WORK INSTRUCTIONS:
Pull each line containing "Debug" out of the data and copy it.

RECORDED DATA:
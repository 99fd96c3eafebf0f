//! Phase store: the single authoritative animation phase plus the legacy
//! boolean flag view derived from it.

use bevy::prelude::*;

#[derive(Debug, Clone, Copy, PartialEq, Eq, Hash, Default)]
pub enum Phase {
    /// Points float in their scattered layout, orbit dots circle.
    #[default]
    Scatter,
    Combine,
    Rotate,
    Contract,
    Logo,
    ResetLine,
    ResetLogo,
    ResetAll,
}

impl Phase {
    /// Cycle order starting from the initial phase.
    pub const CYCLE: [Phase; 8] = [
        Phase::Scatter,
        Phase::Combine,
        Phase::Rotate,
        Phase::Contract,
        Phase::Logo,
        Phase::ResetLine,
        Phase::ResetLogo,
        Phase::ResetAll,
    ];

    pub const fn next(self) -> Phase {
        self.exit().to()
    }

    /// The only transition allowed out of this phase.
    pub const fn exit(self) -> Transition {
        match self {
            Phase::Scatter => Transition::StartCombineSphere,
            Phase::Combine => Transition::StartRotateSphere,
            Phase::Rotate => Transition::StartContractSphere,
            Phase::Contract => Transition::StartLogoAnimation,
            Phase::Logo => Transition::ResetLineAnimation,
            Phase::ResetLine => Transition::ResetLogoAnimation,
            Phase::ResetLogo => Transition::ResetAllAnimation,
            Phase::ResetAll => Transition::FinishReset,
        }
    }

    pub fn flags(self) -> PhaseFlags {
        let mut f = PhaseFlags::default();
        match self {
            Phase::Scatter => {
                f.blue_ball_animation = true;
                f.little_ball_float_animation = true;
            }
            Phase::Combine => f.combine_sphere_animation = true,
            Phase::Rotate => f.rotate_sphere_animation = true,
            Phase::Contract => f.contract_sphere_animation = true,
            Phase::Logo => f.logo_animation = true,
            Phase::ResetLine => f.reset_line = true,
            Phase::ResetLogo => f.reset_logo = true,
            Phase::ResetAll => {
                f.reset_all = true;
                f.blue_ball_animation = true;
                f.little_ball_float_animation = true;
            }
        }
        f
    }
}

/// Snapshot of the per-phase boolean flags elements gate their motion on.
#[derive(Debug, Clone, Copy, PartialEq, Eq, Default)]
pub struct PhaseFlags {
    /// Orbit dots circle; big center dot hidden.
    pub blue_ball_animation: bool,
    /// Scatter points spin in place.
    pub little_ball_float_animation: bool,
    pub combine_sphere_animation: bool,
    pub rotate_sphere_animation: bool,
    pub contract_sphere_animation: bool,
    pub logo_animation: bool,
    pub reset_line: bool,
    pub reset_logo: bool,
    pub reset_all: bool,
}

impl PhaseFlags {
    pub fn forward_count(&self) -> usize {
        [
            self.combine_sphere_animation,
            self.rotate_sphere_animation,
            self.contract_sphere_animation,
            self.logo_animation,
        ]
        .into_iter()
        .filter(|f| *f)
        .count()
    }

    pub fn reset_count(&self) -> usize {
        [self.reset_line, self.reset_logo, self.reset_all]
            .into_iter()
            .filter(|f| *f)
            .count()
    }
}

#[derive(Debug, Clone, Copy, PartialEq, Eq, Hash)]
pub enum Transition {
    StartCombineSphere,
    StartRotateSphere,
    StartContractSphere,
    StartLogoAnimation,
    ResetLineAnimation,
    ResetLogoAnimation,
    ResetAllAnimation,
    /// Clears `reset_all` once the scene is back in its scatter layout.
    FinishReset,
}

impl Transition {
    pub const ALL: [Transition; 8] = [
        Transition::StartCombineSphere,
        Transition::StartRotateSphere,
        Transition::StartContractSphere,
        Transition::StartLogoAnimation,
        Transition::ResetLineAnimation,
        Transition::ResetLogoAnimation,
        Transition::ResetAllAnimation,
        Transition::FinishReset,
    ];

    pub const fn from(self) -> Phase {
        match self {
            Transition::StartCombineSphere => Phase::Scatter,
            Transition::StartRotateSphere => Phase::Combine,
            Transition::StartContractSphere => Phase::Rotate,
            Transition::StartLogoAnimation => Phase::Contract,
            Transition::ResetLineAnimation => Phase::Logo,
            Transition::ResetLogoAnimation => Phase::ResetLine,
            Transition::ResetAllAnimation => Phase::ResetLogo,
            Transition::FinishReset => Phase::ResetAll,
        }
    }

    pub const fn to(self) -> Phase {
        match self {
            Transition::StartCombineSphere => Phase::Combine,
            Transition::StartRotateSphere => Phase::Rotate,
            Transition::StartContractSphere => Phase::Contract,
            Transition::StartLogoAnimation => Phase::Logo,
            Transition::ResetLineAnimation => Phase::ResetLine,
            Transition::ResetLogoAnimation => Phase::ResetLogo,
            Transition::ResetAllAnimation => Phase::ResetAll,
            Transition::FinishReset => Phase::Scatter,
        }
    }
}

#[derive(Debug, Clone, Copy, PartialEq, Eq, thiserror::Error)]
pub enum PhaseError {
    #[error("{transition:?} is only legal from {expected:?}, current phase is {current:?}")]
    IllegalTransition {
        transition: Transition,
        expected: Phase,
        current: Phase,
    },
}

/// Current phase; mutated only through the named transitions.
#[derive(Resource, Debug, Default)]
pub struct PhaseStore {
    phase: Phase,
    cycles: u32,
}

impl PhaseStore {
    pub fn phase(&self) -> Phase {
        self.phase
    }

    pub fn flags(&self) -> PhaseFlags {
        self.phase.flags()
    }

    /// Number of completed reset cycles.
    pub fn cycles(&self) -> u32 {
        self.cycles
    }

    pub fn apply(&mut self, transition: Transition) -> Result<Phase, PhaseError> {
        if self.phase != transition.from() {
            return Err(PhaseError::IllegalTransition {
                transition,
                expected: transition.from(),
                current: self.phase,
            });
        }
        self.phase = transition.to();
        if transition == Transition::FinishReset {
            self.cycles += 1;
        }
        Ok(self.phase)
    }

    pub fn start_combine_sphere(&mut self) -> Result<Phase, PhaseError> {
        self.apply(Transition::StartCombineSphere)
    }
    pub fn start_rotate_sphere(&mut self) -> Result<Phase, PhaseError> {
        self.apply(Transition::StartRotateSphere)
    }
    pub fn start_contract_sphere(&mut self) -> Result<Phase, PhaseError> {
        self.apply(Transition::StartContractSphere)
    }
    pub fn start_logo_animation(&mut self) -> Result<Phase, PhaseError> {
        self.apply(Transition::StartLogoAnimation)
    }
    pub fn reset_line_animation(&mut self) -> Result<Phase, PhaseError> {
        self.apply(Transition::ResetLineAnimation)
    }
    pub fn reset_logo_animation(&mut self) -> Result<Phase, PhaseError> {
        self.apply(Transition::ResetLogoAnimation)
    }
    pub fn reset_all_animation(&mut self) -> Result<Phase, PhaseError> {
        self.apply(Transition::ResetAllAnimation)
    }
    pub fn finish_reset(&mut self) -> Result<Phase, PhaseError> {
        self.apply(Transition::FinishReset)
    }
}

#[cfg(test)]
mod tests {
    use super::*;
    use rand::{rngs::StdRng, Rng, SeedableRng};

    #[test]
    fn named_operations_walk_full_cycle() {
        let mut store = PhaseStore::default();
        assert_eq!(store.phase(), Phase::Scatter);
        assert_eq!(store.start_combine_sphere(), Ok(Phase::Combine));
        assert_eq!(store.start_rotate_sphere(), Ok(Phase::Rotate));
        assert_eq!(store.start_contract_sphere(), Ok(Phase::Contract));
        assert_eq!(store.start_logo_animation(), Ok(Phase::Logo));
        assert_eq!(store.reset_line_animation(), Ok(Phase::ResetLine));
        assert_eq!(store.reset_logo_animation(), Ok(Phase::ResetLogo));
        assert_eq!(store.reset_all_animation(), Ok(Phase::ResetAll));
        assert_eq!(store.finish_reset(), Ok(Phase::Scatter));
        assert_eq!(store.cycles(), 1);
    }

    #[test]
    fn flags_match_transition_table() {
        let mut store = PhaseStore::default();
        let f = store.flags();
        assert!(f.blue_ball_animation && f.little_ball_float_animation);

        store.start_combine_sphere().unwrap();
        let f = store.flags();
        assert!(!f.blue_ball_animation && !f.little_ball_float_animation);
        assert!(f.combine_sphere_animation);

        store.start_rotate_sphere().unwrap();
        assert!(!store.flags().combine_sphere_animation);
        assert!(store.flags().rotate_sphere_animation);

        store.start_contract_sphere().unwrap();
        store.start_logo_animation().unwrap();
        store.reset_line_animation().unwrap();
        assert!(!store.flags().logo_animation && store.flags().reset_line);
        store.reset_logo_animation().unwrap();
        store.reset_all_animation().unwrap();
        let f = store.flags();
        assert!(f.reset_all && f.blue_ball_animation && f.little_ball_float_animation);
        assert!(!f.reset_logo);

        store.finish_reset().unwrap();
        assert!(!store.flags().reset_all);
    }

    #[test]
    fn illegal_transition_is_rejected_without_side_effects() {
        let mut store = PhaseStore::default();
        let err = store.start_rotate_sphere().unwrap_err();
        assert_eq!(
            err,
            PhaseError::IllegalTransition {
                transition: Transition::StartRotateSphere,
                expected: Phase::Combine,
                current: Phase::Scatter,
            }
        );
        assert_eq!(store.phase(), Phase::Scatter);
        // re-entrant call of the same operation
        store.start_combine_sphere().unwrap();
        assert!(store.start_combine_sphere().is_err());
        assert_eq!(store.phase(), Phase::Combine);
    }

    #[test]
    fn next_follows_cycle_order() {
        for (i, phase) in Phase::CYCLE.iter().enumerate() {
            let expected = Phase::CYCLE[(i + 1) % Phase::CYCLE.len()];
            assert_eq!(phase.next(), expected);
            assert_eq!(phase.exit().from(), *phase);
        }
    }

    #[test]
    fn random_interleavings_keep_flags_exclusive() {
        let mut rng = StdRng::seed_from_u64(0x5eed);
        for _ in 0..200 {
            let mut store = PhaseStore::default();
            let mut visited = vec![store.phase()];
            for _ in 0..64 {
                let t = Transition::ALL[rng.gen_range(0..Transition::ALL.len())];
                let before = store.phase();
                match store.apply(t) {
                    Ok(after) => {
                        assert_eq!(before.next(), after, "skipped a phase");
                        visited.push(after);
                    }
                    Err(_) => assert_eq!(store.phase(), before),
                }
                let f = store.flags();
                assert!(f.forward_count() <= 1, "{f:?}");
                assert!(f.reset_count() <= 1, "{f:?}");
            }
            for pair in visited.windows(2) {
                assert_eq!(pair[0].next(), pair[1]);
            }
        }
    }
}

WRITTEN ANSWER:
#[derive(Debug, Clone, Copy, PartialEq, Eq, Hash, Default)]
#[derive(Debug, Clone, Copy, PartialEq, Eq, Default)]
#[derive(Debug, Clone, Copy, PartialEq, Eq, Hash)]
#[derive(Debug, Clone, Copy, PartialEq, Eq, thiserror::Error)]
#[derive(Resource, Debug, Default)]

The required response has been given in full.